Dans le cas d’un processus P2P non intégré, lorsqu’une facture arrive, il faut identifier les approbateurs, définir les éléments analytiques nécessaires à sa comptabilisation pour enfin obtenir sa validation (ou non). Toutes ces étapes sont prises en compte dans le calcul du délai de paiement, qu’il soit calculé en fonction de la date d’émission de la facture ou de sa date de réception.

Dans un processus P2P intégré, les étapes du processus sont simplifiées. La facture est rapprochée automatiquement de la commande, à partir du numéro de commande mentionné sur la facture. Les données analytiques sont issues de la commande. Une facture qui matche avec la commande et/ou la réception peut être payée sans approbation complémentaire du métier et comptabilisée. Le gain de temps peut donc être très significatif (Accélération du temps de traitement des factures : jusqu’à 65% / sources Esker)

En cas d’écart, les interlocuteurs sont identifiés a priori dans l’outil en fonction des types d’écart (prix, quantité) et des montants en jeu.

En cas de litige, le portail fournisseur permet d’informer rapidement le fournisseur et de lui donner les éléments justificatifs lui permettant de répondre ou de modifier sa facture (d’après Le baromètre « blocage des factures » de la Médiation des entreprises (oct. 2018) : un peu moins d’1 facture sur 7 est bloquée ou rejetée / temps moyen de résolution : 44 jours)

CTA Point de vue P2P

3 points d’attention majeurs doivent être pris en compte

Ces points sont présentés par ordre croissant de difficulté :

1 – Les choix technologiques

Etant donné que les factures dématérialisées sont encore minoritaires en France (31% dans le secteur privé / 39% dans le secteur public d’après la dernière édition de l’observatoire des paiements), les choix technologiques doivent être faits en prenant en compte le traitement des factures papier.

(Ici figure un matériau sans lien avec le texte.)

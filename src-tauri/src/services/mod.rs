//! 服务层模块
//!
//! 包含所有业务逻辑服务:
//! - `bili_api`: 登录/清理服务客户端 (签发二维码、轮询状态、发出清理请求)
//! - `session_store`: 会话持久化 (JSON文件,损坏自愈)
//! - `qr_login`: 扫码登录控制器 (可取消的3秒轮询循环)
//! - `task_runner`: 清理任务执行器 (确认协议 + busy互斥)
//! - `progress_reporter`: 装饰性进度反馈
//! - `config_service`: API地址与界面偏好
//!
//! # 服务架构
//!
//! ```text
//! ┌─────────────────┐
//! │  Tauri Commands │
//! └────────┬────────┘
//!          │
//!          ▼
//! ┌────────────────────────────────────────┐
//! │            Services Layer              │
//! │  ┌──────────────────┐ ┌─────────────┐  │
//! │  │QrLoginController │ │ TaskRunner  │  │
//! │  └────────┬─────────┘ └──────┬──────┘  │
//! │           │        ┌─────────┤         │
//! │  ┌────────▼────────▼──┐ ┌────▼──────┐  │
//! │  │   BiliApiClient    │ │ Progress  │  │
//! │  └────────────────────┘ └───────────┘  │
//! │  ┌────────────────────┐                │
//! │  │   SessionStore     │                │
//! │  └────────────────────┘                │
//! └────────────────────────────────────────┘
//!          │
//!          ▼
//!     登录/清理服务API
//! ```

pub mod bili_api;
pub mod config_service;
pub mod progress_reporter;
pub mod qr_login;
pub mod session_store;
pub mod task_runner;

// 重导出常用类型,简化外部引用
pub use bili_api::{BiliApiClient, CleanupApi, QrCodeIssue};
pub use config_service::{ConfigService, Preferences};
pub use progress_reporter::{ProgressReporter, ProgressState};
pub use qr_login::QrLoginController;
pub use session_store::SessionStore;
pub use task_runner::TaskRunner;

Dans le cas des factures papier, deux étapes du processus peuvent générer des gains de temps significatifs :

  • La capture et l’extraction des données : la solution choisie est-elle capable de capturer l’ensemble des données (non structurées) attendues ou est-il nécessaire de ressaisir manuellement une partie des informations ?
  • L’enregistrement comptable : la solution retenue permet-elle de faire un rapprochement à la maille de la ligne de facture et de la ligne de commande ou ce rapprochement est il uniquement fait en prenant en compte le montant global de la facture (données d’en-tête) ? dans le 2d cas, l’imputation comptable ne peut se faire automatiquement, les équipes comptables doivent finaliser manuellement le rapprochement.

 

2 – L’importance de la communication vers les fournisseurs

En amont il convient de s’assurer que les fournisseurs ont une information claire et exhaustive sur les informations à mentionner sur la facture et les règles à suivre (par exemple en termes d’adressage des factures) pour que leurs factures ne connaissent aucun blocage dans les systèmes. Une fois en phase de run, le pilotage mis en place doit permettre d’identifier les fournisseurs non conformes dont les factures sont traitées en exception (pas de numéro de commande sur la facture, mauvais adressage, etc.) et de mettre en place des actions ad hoc, en interne ou avec les fournisseurs.

voir aussi : Comment embarquer les fournisseurs

 

3 – L’importance des changements induits dans les métiers

Les deux principales causes d’écart que l’on constate entre la commande et la facture sont liées à l’étape de réception : pas de réception formalisée dans l’outil au moment où le rapprochement de la facture est déclenché ; les données saisies pour la réception ne correspondent pas à la facture et sont erronées. Il apparait donc essentiel de fiabiliser les données de réception. La difficulté réside dans le fait que la réception est faite par les directions opérationnelles, souvent de manière décentralisée (au plus près de la prestation). Sachant que les métiers n’ont souvent pas l’habitude de formaliser les réceptions de bien ou de services dans un outil et voient souvent cela comme une tâche administrative supplémentaire, sans en saisir forcément l’impact sur le processus de paiement.